Study design/materials and methods: An in vivo study is performed in rat liver after i.v. injection of liposomes loaded with a fluorescent dye and i.v. injection of indocyanine green (ICG) for diode laser potentiation. Temperature-sensitive liposomes (DSPC: Di-Stearoyl-Phosphatidyl-Choline) are loaded with 5,6-carboxyfluorescein (5,6-CF). These liposomes (1.5 ml solution) and ICG (1.5 ml solution-5mg/kg) are injected in adult male wistar rats. Two hours later, the liver is exposed and irradiated with a 0.8 W diode laser using pulses lasting from 1-6s (fluence ranging from 16-98 J/cm2). Simultaneously, the fluorescence emission is analysed with an ultrahigh sensitivity intensified camera.

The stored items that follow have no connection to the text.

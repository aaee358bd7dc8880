//! Alarm scheduling for the fetch service.

use super::facility::{AlarmFacility, AlarmHandle, AlarmRequest};
use crate::command::Command;
use crate::error::{FetchError, Result};
use std::sync::Arc;
use tracing::{debug, info, warn};

/// Host target woken by the service's alarms.
pub const FETCH_SERVICE_TARGET: &str = "fetch-service";

/// Wraps the host alarm facility and keeps at most one wake-up pending.
#[derive(Clone)]
pub struct AlarmScheduler {
    facility: Arc<dyn AlarmFacility>,
    target: String,
}

impl AlarmScheduler {
    pub fn new(facility: Arc<dyn AlarmFacility>) -> Self {
        Self {
            facility,
            target: FETCH_SERVICE_TARGET.to_owned(),
        }
    }

    /// The earliest pending wake-up, if any.
    #[must_use]
    pub fn pending(&self) -> Option<AlarmHandle> {
        self.facility.pending().into_iter().next()
    }

    /// Arm a one-shot wake-up carrying `command` after `delay_secs`.
    ///
    /// Any wake-up already pending is cancelled first. A refusal from the
    /// host is logged and returned; it is not retried.
    pub fn schedule(&self, delay_secs: u64, command: Command) -> Result<AlarmHandle> {
        for stale in self.facility.pending() {
            debug!(handle = %stale, "replacing pending alarm");
            self.facility.cancel(stale);
        }

        let request = AlarmRequest {
            target: self.target.clone(),
            payload: command.to_payload(),
            delay_secs,
        };

        match self.facility.set(request) {
            Some(handle) => {
                info!(%handle, delay_secs, "next fetch alarm armed");
                Ok(handle)
            }
            None => {
                warn!(delay_secs, "cannot create next fetch alarm");
                Err(FetchError::Scheduling(format!(
                    "host refused a {delay_secs}s alarm for {}",
                    self.target
                )))
            }
        }
    }

    /// Cancel one wake-up. Best effort.
    pub fn cancel(&self, handle: AlarmHandle) {
        info!(%handle, "removing alarm");
        self.facility.cancel(handle);
    }

    /// Cancel every pending wake-up. Returns how many were cancelled.
    pub fn cancel_all(&self) -> usize {
        let pending = self.facility.pending();
        for handle in &pending {
            self.cancel(*handle);
        }
        pending.len()
    }
}
//! The fetch service: orchestrator state machine and host lifecycle adapter.

pub mod lifecycle;
pub mod orchestrator;

pub use lifecycle::LifecycleAdapter;
pub use orchestrator::{Collaborators, CycleOutcome, FetchOrchestrator};
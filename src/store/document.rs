//! File-backed JSON document with declared defaults.

use crate::error::{FetchError, Result};
use serde::Serialize;
use serde::de::DeserializeOwned;
use std::path::{Path, PathBuf};

/// A small JSON document persisted at a fixed path.
///
/// The in-memory copy is authoritative between [`reload`](Self::reload) and
/// [`save`](Self::save). Nothing is written implicitly.
#[derive(Debug)]
pub struct JsonDocument<T> {
    path: PathBuf,
    data: T,
}

impl<T> JsonDocument<T>
where
    T: Serialize + DeserializeOwned + Default,
{
    /// Open the document at `path`, loading its current contents.
    pub fn open(path: impl Into<PathBuf>) -> Self {
        let path = path.into();
        let data = load_record(&path);
        Self { path, data }
    }

    /// Replace the in-memory copy with what is on disk.
    pub fn reload(&mut self) {
        self.data = load_record(&self.path);
    }

    /// [`reload`](Self::reload) with the read done on the blocking pool.
    pub async fn reload_async(&mut self)
    where
        T: Send + 'static,
    {
        let path = self.path.clone();
        match tokio::task::spawn_blocking(move || load_record(&path)).await {
            Ok(data) => self.data = data,
            Err(e) => {
                tracing::warn!(path = %self.path.display(), error = %e, "document read task failed, keeping cached copy");
            }
        }
    }

    /// Persist the in-memory copy.
    pub fn save(&self) -> Result<()> {
        save_record(&self.path, &self.data)
    }

    /// Persist the in-memory copy, doing the file I/O on the blocking pool.
    ///
    /// The document is encoded before the hand-off, so the caller's view is
    /// what lands on disk.
    pub async fn save_async(&self) -> Result<()> {
        let json = encode(&self.path, &self.data)?;
        let path = self.path.clone();
        tokio::task::spawn_blocking(move || write_atomically(&path, &json))
            .await
            .map_err(|e| FetchError::Storage(format!("document write task failed: {e}")))?
    }

    #[must_use]
    pub fn data(&self) -> &T {
        &self.data
    }

    pub fn data_mut(&mut self) -> &mut T {
        &mut self.data
    }

    #[must_use]
    pub fn path(&self) -> &Path {
        &self.path
    }
}

/// Load a record, falling back to defaults when the file is missing or
/// cannot be parsed.
pub fn load_record<T>(path: &Path) -> T
where
    T: DeserializeOwned + Default,
{
    let bytes = match std::fs::read(path) {
        Ok(bytes) => bytes,
        Err(e) if e.kind() == std::io::ErrorKind::NotFound => return T::default(),
        Err(e) => {
            tracing::warn!(path = %path.display(), error = %e, "cannot read document, using defaults");
            return T::default();
        }
    };

    match serde_json::from_slice(&bytes) {
        Ok(record) => record,
        Err(e) => {
            tracing::warn!(
                "ignoring malformed document at {}: {e}",
                path.display()
            );
            T::default()
        }
    }
}

/// Serialize and atomically overwrite the document at `path`.
pub fn save_record<T: Serialize>(path: &Path, record: &T) -> Result<()> {
    let json = encode(path, record)?;
    write_atomically(path, &json)
}

fn encode<T: Serialize>(path: &Path, record: &T) -> Result<Vec<u8>> {
    serde_json::to_vec_pretty(record)
        .map_err(|e| FetchError::Storage(format!("cannot serialize {}: {e}", path.display())))
}

/// Write `bytes` to a sibling temp file, then rename it over `path`.
///
/// Readers observe either the previous contents or the new ones, never a
/// truncated file.
pub fn write_atomically(path: &Path, bytes: &[u8]) -> Result<()> {
    if let Some(parent) = path.parent() {
        std::fs::create_dir_all(parent).map_err(|e| {
            FetchError::Storage(format!(
                "cannot create directory {}: {e}",
                parent.display()
            ))
        })?;
    }

    let tmp_path = temp_sibling(path);
    std::fs::write(&tmp_path, bytes).map_err(|e| {
        FetchError::Storage(format!("cannot write {}: {e}", tmp_path.display()))
    })?;
    std::fs::rename(&tmp_path, path).map_err(|e| {
        let _ = std::fs::remove_file(&tmp_path);
        FetchError::Storage(format!("cannot finalize {}: {e}", path.display()))
    })?;
    Ok(())
}

fn temp_sibling(path: &Path) -> PathBuf {
    let mut name = path
        .file_name()
        .map(|n| n.to_os_string())
        .unwrap_or_default();
    name.push(".tmp");
    path.with_file_name(name)
}
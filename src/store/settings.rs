//! User-tunable fetch settings.
//!
//! Written by the external settings surface; the orchestrator only reads it.

use super::document::JsonDocument;
use serde::{Deserialize, Serialize};

/// Persisted settings document.
#[derive(Debug, Clone, Default, PartialEq, Serialize, Deserialize)]
#[serde(default, rename_all = "camelCase")]
pub struct SettingsRecord {
    /// Ask the server for the extended (graph) payload.
    pub extended_graph_requested: bool,
    /// Keys this service does not interpret, kept so saves do not drop them.
    #[serde(flatten)]
    pub extra: serde_json::Map<String, serde_json::Value>,
}

/// Settings document store.
pub type SettingsStore = JsonDocument<SettingsRecord>;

Results: The fluorescence intensity I(F) increases linearly from 18 J/cm2 up to 75 J/cm2. These fluences correspond to surface temperatures between 42 degrees C and 65 degrees C. The measurements appear to be highly reproducible. In this temperature range, the accuracy is +/- 3 degrees C. The maximum intensity is observed immediately after the laser is switched off. A decrease of the fluorescence intensity (27% in 20 minutes) is observed due to the 5,6-CF clearance. However, the ratio I(F)/I(BCK) (I(BCK): background fluorescence intensity) remains almost stable over this period of time and the determination of the temperature is still possible with good accuracy even 20 minutes after laser irradiation.
Conclusion: Real-time temperature monitoring by using fluorescence measurement of laser-induced release of liposome-encapsulated dye is clearly demonstrated. This procedure could conceivably prove useful for controlling the thermal coagulation of biological tissues.